A Charlottesville circuit judge recently ruled that two statues of Confederate generals — Robert E. Lee and Thomas “Stonewall” Jackson — that sit in Charlottesville city parks are “war memorials” under a Virginia state statute that bars their removal. Those statues were the site of the white supremacist rally in the summer of 2017, in which a counter-protester, Heather Heyer, was murdered by a self-avowed white supremacist.

The city council had voted to remove both statues, which also sparked a lawsuit against the city that is still being litigated. While the judge’s recent decision is significant, two other issues are looming and they might be even more consequential.
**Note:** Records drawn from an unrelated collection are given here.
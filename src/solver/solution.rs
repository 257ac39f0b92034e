use crate::algebra::*;
use crate::solver::{ProblemData, SolveInfo, SolverStatus, Variables};

#[cfg(feature = "serde")]
use serde::{de::DeserializeOwned, Deserialize, Serialize};

/// Result of a solve, in the caller's original scaling.
///
/// Written in full at the end of every `solve()` call regardless of
/// how it terminated, so `x`/`y` always hold the best available
/// iterate even on `MaxIterations` or `NumericalError`.
#[derive(Debug, Clone)]
#[cfg_attr(feature = "serde", derive(Serialize, Deserialize))]
#[cfg_attr(feature = "serde", serde(bound = "T: Serialize + DeserializeOwned"))]
pub struct Solution<T> {
    pub x: Vec<T>,
    pub y: Vec<T>,
    pub obj_val: T,
    pub iterations: u32,
    pub status: SolverStatus,
    pub r_prim: T,
    pub r_dual: T,
    pub solve_time: f64,
}

impl<T: FloatT> Solution<T> {
    pub(crate) fn new(m: usize, n: usize) -> Self {
        Self {
            x: vec![T::zero(); n],
            y: vec![T::zero(); m],
            obj_val: T::nan(),
            iterations: 0,
            status: SolverStatus::Unsolved,
            r_prim: T::infinity(),
            r_dual: T::infinity(),
            solve_time: 0.,
        }
    }

    /// Unscale the half-iterates through the equilibration diagonals
    /// (`x = D·x̂`, `y = E⁻¹·ŷ`) and copy over the solve statistics.
    pub(crate) fn finalize(
        &mut self,
        variables: &Variables<T>,
        problem: &ProblemData<T>,
        info: &SolveInfo<T>,
    ) {
        let eq = &problem.equilibration;
        self.x.copy_from(&variables.xh).hadamard(&eq.d);
        self.y.copy_from(&variables.yh).hadamard(&eq.einv);

        self.obj_val = info.obj_val;
        self.iterations = info.iterations;
        self.status = info.status;
        self.r_prim = info.r_prim;
        self.r_dual = info.r_dual;
        self.solve_time = info.solve_time;
    }
}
The first issue still to be decided is whether the city councilors can be held personally liable for voting to remove the monuments in the first place. The judge has decided that the councilors do not enjoy so-called “common law” legislative immunity but has yet to consider whether they enjoy “statutory” immunity. If the former decision is allowed to stand, and the judge rules against the city councilors on the second, he could do great damage to local government in Virginia.

Recall that the city council is being sued for voting to remove the Lee and Jackson statues; the city never actually removed them.

Under general principles of law, legislators — including city councilors — normally enjoy absolute immunity for the votes they take on issues that come before them. The general rule is that parties can sue the city itself for violations of law or of constitutional rights, but cannot sue individual city councilors for damages for votes they take as councilors.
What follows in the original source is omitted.